RECORDED INFORMATION:

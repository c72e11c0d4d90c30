// live_transcript — Streaming transcript engine for assistant chat clients
// Copyright (C) 2025  Simon Peter Rothgang
//
// This program is free software: you can redistribute it and/or modify
// it under the terms of the GNU Affero General Public License as
// published by the Free Software Foundation, either version 3 of the
// License, or (at your option) any later version.
//
// This program is distributed in the hope that it will be useful,
// but WITHOUT ANY WARRANTY; without even the implied warranty of
// MERCHANTABILITY or FITNESS FOR A PARTICULAR PURPOSE.  See the
// GNU Affero General Public License for more details.
//
// You should have received a copy of the GNU Affero General Public License
// along with this program.  If not, see <https://www.gnu.org/licenses/>.

//! Decides whether the viewport keeps tracking the bottom.
//!
//! Rules, highest priority first:
//! 1. an upward gesture stops following immediately;
//! 2. a scroll or gesture that leaves the viewport within the threshold of the
//!    bottom starts following;
//! 3. while a turn streams the threshold is the larger `streaming_threshold`.
//!
//! A scroll event that moves the viewport up and ends outside the threshold
//! (scrollbar drag, keyboard paging) also stops following. Content growth is
//! not a scroll event and never changes the decision.

use super::viewport::ViewportMetrics;

#[derive(Debug, Clone, Copy, PartialEq)]
pub struct FollowConfig {
    /// "At the bottom" distance while no turn is streaming.
    pub idle_threshold: f32,
    /// "At the bottom" distance while a turn is streaming.
    pub streaming_threshold: f32,
}

#[derive(Debug, Clone, Copy, PartialEq, Eq)]
pub enum WheelDirection {
    /// Toward earlier content.
    Up,
    Down,
}

#[derive(Debug, Clone, Copy, PartialEq, Eq)]
pub enum FollowChange {
    Unchanged,
    Enabled,
    Disabled,
}

#[derive(Debug, Clone)]
pub struct FollowController {
    config: FollowConfig,
    should_follow: bool,
    streaming: bool,
    last_scroll_top: Option<f32>,
}

impl FollowController {
    #[must_use]
    pub fn new(config: FollowConfig) -> Self {
        Self { config, should_follow: true, streaming: false, last_scroll_top: None }
    }

    #[must_use]
    pub fn should_follow(&self) -> bool {
        self.should_follow
    }

    #[must_use]
    pub fn is_streaming(&self) -> bool {
        self.streaming
    }

    #[must_use]
    pub fn threshold(&self) -> f32 {
        if self.streaming { self.config.streaming_threshold } else { self.config.idle_threshold }
    }

    #[must_use]
    pub fn is_near_bottom(&self, metrics: ViewportMetrics) -> bool {
        metrics.distance_from_bottom() < self.threshold()
    }

    /// Viewport scroll event (user or programmatic).
    pub fn on_scroll(&mut self, metrics: ViewportMetrics) -> FollowChange {
        let moved_up = self.last_scroll_top.is_some_and(|prev| metrics.scroll_top < prev);
        self.last_scroll_top = Some(metrics.scroll_top);
        if self.is_near_bottom(metrics) {
            self.set(true)
        } else if moved_up {
            self.set(false)
        } else {
            FollowChange::Unchanged
        }
    }

    /// Explicit wheel gesture, reported with the metrics after it applied.
    pub fn on_wheel(&mut self, direction: WheelDirection, metrics: ViewportMetrics) -> FollowChange {
        self.last_scroll_top = Some(metrics.scroll_top);
        match direction {
            WheelDirection::Up => self.set(false),
            WheelDirection::Down if self.is_near_bottom(metrics) => self.set(true),
            WheelDirection::Down => FollowChange::Unchanged,
        }
    }

    /// A streaming turn begins: switch to the streaming threshold and re-evaluate.
    pub fn on_turn_start(&mut self, metrics: ViewportMetrics) -> FollowChange {
        self.streaming = true;
        self.last_scroll_top = Some(metrics.scroll_top);
        if self.is_near_bottom(metrics) { self.set(true) } else { FollowChange::Unchanged }
    }

    pub fn on_turn_end(&mut self) {
        self.streaming = false;
    }

    pub fn reset(&mut self) {
        self.should_follow = true;
        self.streaming = false;
        self.last_scroll_top = None;
    }

    fn set(&mut self, follow: bool) -> FollowChange {
        if self.should_follow == follow {
            return FollowChange::Unchanged;
        }
        self.should_follow = follow;
        tracing::debug!(follow, streaming = self.streaming, "follow state changed");
        if follow { FollowChange::Enabled } else { FollowChange::Disabled }
    }
}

WHAT YOU HAVE TO DO:
One stretch of the lines above is wanted, from the line that contains "copy of the GNU Affero General Public License" through the line that contains "no turn is streaming.". Output it exactly.

THE COMPLETED TASK:
// You should have received a copy of the GNU Affero General Public License
// along with this program.  If not, see <https://www.gnu.org/licenses/>.

//! Decides whether the viewport keeps tracking the bottom.
//!
//! Rules, highest priority first:
//! 1. an upward gesture stops following immediately;
//! 2. a scroll or gesture that leaves the viewport within the threshold of the
//!    bottom starts following;
//! 3. while a turn streams the threshold is the larger `streaming_threshold`.
//!
//! A scroll event that moves the viewport up and ends outside the threshold
//! (scrollbar drag, keyboard paging) also stops following. Content growth is
//! not a scroll event and never changes the decision.

use super::viewport::ViewportMetrics;

#[derive(Debug, Clone, Copy, PartialEq)]
pub struct FollowConfig {
    /// "At the bottom" distance while no turn is streaming.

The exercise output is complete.